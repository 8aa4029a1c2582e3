//! Error types for map generation and artifact handling, and their HTTP
//! mapping.

use std::io;
use std::path::PathBuf;
use std::time::Duration;

use axum::extract::rejection::JsonRejection;
use axum::http::StatusCode;
use axum::response::{IntoResponse, Response};
use axum::Json;
use protocol::{ErrorResponse, ValidationError};
use serde_json::json;

/// Why one generation job failed.
#[derive(Debug, thiserror::Error)]
pub enum GenerationError {
    #[error("map generator produced unreadable output: {0}")]
    MalformedOutput(String),
    #[error("map generator failed: {0}")]
    ProcessError(String),
    #[error("map generator {}", exit_label(.0))]
    ExitFailure(Option<i32>),
    #[error("failed to place generated map: {0}")]
    ArtifactPlacementFailed(#[from] StoreError),
    #[error("map generation timed out after {}s", .0.as_secs())]
    Timeout(Duration),
}

impl GenerationError {
    pub fn code(&self) -> &'static str {
        match self {
            Self::MalformedOutput(_) => "MALFORMED_OUTPUT",
            Self::ProcessError(_) => "PROCESS_ERROR",
            Self::ExitFailure(_) => "EXIT_FAILURE",
            Self::ArtifactPlacementFailed(_) => "ARTIFACT_PLACEMENT_FAILED",
            Self::Timeout(_) => "TIMEOUT",
        }
    }
}

fn exit_label(code: &Option<i32>) -> String {
    match code {
        Some(code) => format!("exited with code {code}"),
        None => "was terminated by a signal".to_string(),
    }
}

/// Artifact store failures.
#[derive(Debug, thiserror::Error)]
pub enum StoreError {
    #[error("reported artifact path {} has no file name", .0.display())]
    NoFileName(PathBuf),
    #[error("failed to {action} {}: {source}", path.display())]
    Io {
        action: &'static str,
        path: PathBuf,
        #[source]
        source: io::Error,
    },
    #[error("failed to delete {failed} of {attempted} artifacts: {first}")]
    CleanupFailed {
        failed: usize,
        attempted: usize,
        first: String,
    },
}

impl StoreError {
    pub(crate) fn io(action: &'static str, path: impl Into<PathBuf>, source: io::Error) -> Self {
        Self::Io {
            action,
            path: path.into(),
            source,
        }
    }
}

/// HTTP error with a stable code, rendered as [`ErrorResponse`].
#[derive(Debug)]
pub struct ApiError {
    status: StatusCode,
    code: &'static str,
    message: String,
    details: Option<serde_json::Value>,
}

impl ApiError {
    pub fn bad_request(message: impl Into<String>) -> Self {
        Self {
            status: StatusCode::BAD_REQUEST,
            code: "BAD_REQUEST",
            message: message.into(),
            details: None,
        }
    }

    pub fn status(&self) -> StatusCode {
        self.status
    }
}

impl From<ValidationError> for ApiError {
    fn from(err: ValidationError) -> Self {
        let missing: Vec<&str> = err.missing.iter().map(|f| f.as_str()).collect();
        Self {
            status: StatusCode::BAD_REQUEST,
            code: "VALIDATION_ERROR",
            message: "Missing required parameters".to_string(),
            details: Some(json!({ "missing": missing })),
        }
    }
}

impl From<JsonRejection> for ApiError {
    fn from(rejection: JsonRejection) -> Self {
        Self::bad_request(rejection.body_text())
    }
}

impl From<GenerationError> for ApiError {
    fn from(err: GenerationError) -> Self {
        Self {
            status: StatusCode::INTERNAL_SERVER_ERROR,
            code: err.code(),
            message: err.to_string(),
            details: None,
        }
    }
}

impl From<StoreError> for ApiError {
    fn from(err: StoreError) -> Self {
        let code = match &err {
            StoreError::CleanupFailed { .. } => "CLEANUP_FAILED",
            _ => "STORE_ERROR",
        };
        Self {
            status: StatusCode::INTERNAL_SERVER_ERROR,
            code,
            message: err.to_string(),
            details: None,
        }
    }
}

impl IntoResponse for ApiError {
    fn into_response(self) -> Response {
        let body = ErrorResponse {
            error: self.message,
            code: Some(self.code.to_string()),
            details: self.details,
        };
        (self.status, Json(body)).into_response()
    }
}
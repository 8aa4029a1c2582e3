use std::io;
use std::path::{Path, PathBuf};

use tokio::sync::Mutex;
use tracing::{debug, warn};

use crate::error::StoreError;
use crate::generator::ArtifactLocation;

/// The served directory that generated maps are moved into.
///
/// Placement and purge hold the same lock, so a purge never observes a
/// half-placed artifact. File names are kept as reported by the generator;
/// two jobs reporting the same name overwrite each other.
pub struct ArtifactStore {
    dir: PathBuf,
    lock: Mutex<()>,
}

impl ArtifactStore {
    pub fn new(dir: impl Into<PathBuf>) -> Self {
        Self {
            dir: dir.into(),
            lock: Mutex::new(()),
        }
    }

    pub fn dir(&self) -> &Path {
        &self.dir
    }

    pub async fn ensure_dir(&self) -> io::Result<()> {
        tokio::fs::create_dir_all(&self.dir).await
    }

    /// Copies the artifact into the store and removes the original.
    ///
    /// Returns the stored file name. On failure nothing is left behind in the
    /// store for this artifact.
    pub async fn place(&self, artifact: &ArtifactLocation) -> Result<String, StoreError> {
        let file_name = artifact
            .file_name()
            .ok_or_else(|| StoreError::NoFileName(artifact.path.clone()))?
            .to_string();
        let target = self.dir.join(&file_name);

        let _g = self.lock.lock().await;

        tokio::fs::create_dir_all(&self.dir)
            .await
            .map_err(|e| StoreError::io("create directory", &self.dir, e))?;

        if same_file(&artifact.path, &target).await {
            debug!("artifact already in store: {}", target.display());
            return Ok(file_name);
        }

        tokio::fs::copy(&artifact.path, &target)
            .await
            .map_err(|e| StoreError::io("copy", &artifact.path, e))?;

        if let Err(e) = tokio::fs::remove_file(&artifact.path).await {
            if let Err(undo) = tokio::fs::remove_file(&target).await {
                warn!("failed to roll back {}: {undo}", target.display());
            }
            return Err(StoreError::io("remove", &artifact.path, e));
        }

        Ok(file_name)
    }

    /// Deletes every file in the store. The directory itself stays.
    ///
    /// A missing or empty store is a successful no-op. Every file is
    /// attempted even if an earlier one fails.
    pub async fn purge(&self) -> Result<usize, StoreError> {
        let _g = self.lock.lock().await;

        let mut entries = match tokio::fs::read_dir(&self.dir).await {
            Ok(entries) => entries,
            Err(e) if e.kind() == io::ErrorKind::NotFound => return Ok(0),
            Err(e) => return Err(StoreError::io("read", &self.dir, e)),
        };

        let mut removed = 0usize;
        let mut attempted = 0usize;
        let mut failed = 0usize;
        let mut first_failure: Option<String> = None;

        loop {
            let entry = match entries.next_entry().await {
                Ok(Some(entry)) => entry,
                Ok(None) => break,
                Err(e) => {
                    failed += 1;
                    first_failure
                        .get_or_insert_with(|| format!("read {}: {e}", self.dir.display()));
                    break;
                }
            };
            let is_dir = match entry.file_type().await {
                Ok(ft) => ft.is_dir(),
                Err(_) => false,
            };
            if is_dir {
                continue;
            }

            attempted += 1;
            let path = entry.path();
            match tokio::fs::remove_file(&path).await {
                Ok(()) => removed += 1,
                // Someone else got there first.
                Err(e) if e.kind() == io::ErrorKind::NotFound => {}
                Err(e) => {
                    warn!("failed to delete {}: {e}", path.display());
                    failed += 1;
                    first_failure.get_or_insert_with(|| format!("{}: {e}", path.display()));
                }
            }
        }

        match first_failure {
            None => Ok(removed),
            Some(first) => Err(StoreError::CleanupFailed {
                failed,
                attempted,
                first,
            }),
        }
    }
}

async fn same_file(a: &Path, b: &Path) -> bool {
    match (
        tokio::fs::canonicalize(a).await,
        tokio::fs::canonicalize(b).await,
    ) {
        (Ok(a), Ok(b)) => a == b,
        _ => false,
    }
}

## WHAT THIS TASK INVOLVES
Each entry shown above should be copied out exactly.

## ANSWER
repository 8aa4029a1c2582e3
//! Error types for map generation and artifact handling, and their HTTP
//! mapping.

use std::io;
use std::path::PathBuf;
use std::time::Duration;

use axum::extract::rejection::JsonRejection;
use axum::http::StatusCode;
use axum::response::{IntoResponse, Response};
use axum::Json;
use protocol::{ErrorResponse, ValidationError};
use serde_json::json;

/// Why one generation job failed.
#[derive(Debug, thiserror::Error)]
pub enum GenerationError {
    #[error("map generator produced unreadable output: {0}")]
    MalformedOutput(String),
    #[error("map generator failed: {0}")]
    ProcessError(String),
    #[error("map generator {}", exit_label(.0))]
    ExitFailure(Option<i32>),
    #[error("failed to place generated map: {0}")]
    ArtifactPlacementFailed(#[from] StoreError),
    #[error("map generation timed out after {}s", .0.as_secs())]
    Timeout(Duration),
}

impl GenerationError {
    pub fn code(&self) -> &'static str {
        match self {
            Self::MalformedOutput(_) => "MALFORMED_OUTPUT",
            Self::ProcessError(_) => "PROCESS_ERROR",
            Self::ExitFailure(_) => "EXIT_FAILURE",
            Self::ArtifactPlacementFailed(_) => "ARTIFACT_PLACEMENT_FAILED",
            Self::Timeout(_) => "TIMEOUT",
        }
    }
}

fn exit_label(code: &Option<i32>) -> String {
    match code {
        Some(code) => format!("exited with code {code}"),
        None => "was terminated by a signal".to_string(),
    }
}

/// Artifact store failures.
#[derive(Debug, thiserror::Error)]
pub enum StoreError {
    #[error("reported artifact path {} has no file name", .0.display())]
    NoFileName(PathBuf),
    #[error("failed to {action} {}: {source}", path.display())]
    Io {
        action: &'static str,
        path: PathBuf,
        #[source]
        source: io::Error,
    },
    #[error("failed to delete {failed} of {attempted} artifacts: {first}")]
    CleanupFailed {
        failed: usize,
        attempted: usize,
        first: String,
    },
}

impl StoreError {
    pub(crate) fn io(action: &'static str, path: impl Into<PathBuf>, source: io::Error) -> Self {
        Self::Io {
            action,
            path: path.into(),
            source,
        }
    }
}

/// HTTP error with a stable code, rendered as [`ErrorResponse`].
#[derive(Debug)]
pub struct ApiError {
    status: StatusCode,
    code: &'static str,
    message: String,
    details: Option<serde_json::Value>,
}

impl ApiError {
    pub fn bad_request(message: impl Into<String>) -> Self {
        Self {
            status: StatusCode::BAD_REQUEST,
            code: "BAD_REQUEST",
            message: message.into(),
            details: None,
        }
    }

    pub fn status(&self) -> StatusCode {
        self.status
    }
}

impl From<ValidationError> for ApiError {
    fn from(err: ValidationError) -> Self {
        let missing: Vec<&str> = err.missing.iter().map(|f| f.as_str()).collect();
        Self {
            status: StatusCode::BAD_REQUEST,
            code: "VALIDATION_ERROR",
            message: "Missing required parameters".to_string(),
            details: Some(json!({ "missing": missing })),
        }
    }
}

impl From<JsonRejection> for ApiError {
    fn from(rejection: JsonRejection) -> Self {
        Self::bad_request(rejection.body_text())
    }
}

impl From<GenerationError> for ApiError {
    fn from(err: GenerationError) -> Self {
        Self {
            status: StatusCode::INTERNAL_SERVER_ERROR,
            code: err.code(),
            message: err.to_string(),
            details: None,
        }
    }
}

impl From<StoreError> for ApiError {
    fn from(err: StoreError) -> Self {
        let code = match &err {
            StoreError::CleanupFailed { .. } => "CLEANUP_FAILED",
            _ => "STORE_ERROR",
        };
        Self {
            status: StatusCode::INTERNAL_SERVER_ERROR,
            code,
            message: err.to_string(),
            details: None,
        }
    }
}

impl IntoResponse for ApiError {
    fn into_response(self) -> Response {
        let body = ErrorResponse {
            error: self.message,
            code: Some(self.code.to_string()),
            details: self.details,
        };
        (self.status, Json(body)).into_response()
    }
}
repository 8aa4029a1c2582e3
use std::io;
use std::path::{Path, PathBuf};

use tokio::sync::Mutex;
use tracing::{debug, warn};

use crate::error::StoreError;
use crate::generator::ArtifactLocation;

/// The served directory that generated maps are moved into.
///
/// Placement and purge hold the same lock, so a purge never observes a
/// half-placed artifact. File names are kept as reported by the generator;
/// two jobs reporting the same name overwrite each other.
pub struct ArtifactStore {
    dir: PathBuf,
    lock: Mutex<()>,
}

impl ArtifactStore {
    pub fn new(dir: impl Into<PathBuf>) -> Self {
        Self {
            dir: dir.into(),
            lock: Mutex::new(()),
        }
    }

    pub fn dir(&self) -> &Path {
        &self.dir
    }

    pub async fn ensure_dir(&self) -> io::Result<()> {
        tokio::fs::create_dir_all(&self.dir).await
    }

    /// Copies the artifact into the store and removes the original.
    ///
    /// Returns the stored file name. On failure nothing is left behind in the
    /// store for this artifact.
    pub async fn place(&self, artifact: &ArtifactLocation) -> Result<String, StoreError> {
        let file_name = artifact
            .file_name()
            .ok_or_else(|| StoreError::NoFileName(artifact.path.clone()))?
            .to_string();
        let target = self.dir.join(&file_name);

        let _g = self.lock.lock().await;

        tokio::fs::create_dir_all(&self.dir)
            .await
            .map_err(|e| StoreError::io("create directory", &self.dir, e))?;

        if same_file(&artifact.path, &target).await {
            debug!("artifact already in store: {}", target.display());
            return Ok(file_name);
        }

        tokio::fs::copy(&artifact.path, &target)
            .await
            .map_err(|e| StoreError::io("copy", &artifact.path, e))?;

        if let Err(e) = tokio::fs::remove_file(&artifact.path).await {
            if let Err(undo) = tokio::fs::remove_file(&target).await {
                warn!("failed to roll back {}: {undo}", target.display());
            }
            return Err(StoreError::io("remove", &artifact.path, e));
        }

        Ok(file_name)
    }

    /// Deletes every file in the store. The directory itself stays.
    ///
    /// A missing or empty store is a successful no-op. Every file is
    /// attempted even if an earlier one fails.
    pub async fn purge(&self) -> Result<usize, StoreError> {
        let _g = self.lock.lock().await;

        let mut entries = match tokio::fs::read_dir(&self.dir).await {
            Ok(entries) => entries,
            Err(e) if e.kind() == io::ErrorKind::NotFound => return Ok(0),
            Err(e) => return Err(StoreError::io("read", &self.dir, e)),
        };

        let mut removed = 0usize;
        let mut attempted = 0usize;
        let mut failed = 0usize;
        let mut first_failure: Option<String> = None;

        loop {
            let entry = match entries.next_entry().await {
                Ok(Some(entry)) => entry,
                Ok(None) => break,
                Err(e) => {
                    failed += 1;
                    first_failure
                        .get_or_insert_with(|| format!("read {}: {e}", self.dir.display()));
                    break;
                }
            };
            let is_dir = match entry.file_type().await {
                Ok(ft) => ft.is_dir(),
                Err(_) => false,
            };
            if is_dir {
                continue;
            }

            attempted += 1;
            let path = entry.path();
            match tokio::fs::remove_file(&path).await {
                Ok(()) => removed += 1,
                // Someone else got there first.
                Err(e) if e.kind() == io::ErrorKind::NotFound => {}
                Err(e) => {
                    warn!("failed to delete {}: {e}", path.display());
                    failed += 1;
                    first_failure.get_or_insert_with(|| format!("{}: {e}", path.display()));
                }
            }
        }

        match first_failure {
            None => Ok(removed),
            Some(first) => Err(StoreError::CleanupFailed {
                failed,
                attempted,
                first,
            }),
        }
    }
}

async fn same_file(a: &Path, b: &Path) -> bool {
    match (
        tokio::fs::canonicalize(a).await,
        tokio::fs::canonicalize(b).await,
    ) {
        (Ok(a), Ok(b)) => a == b,
        _ => false,
    }
}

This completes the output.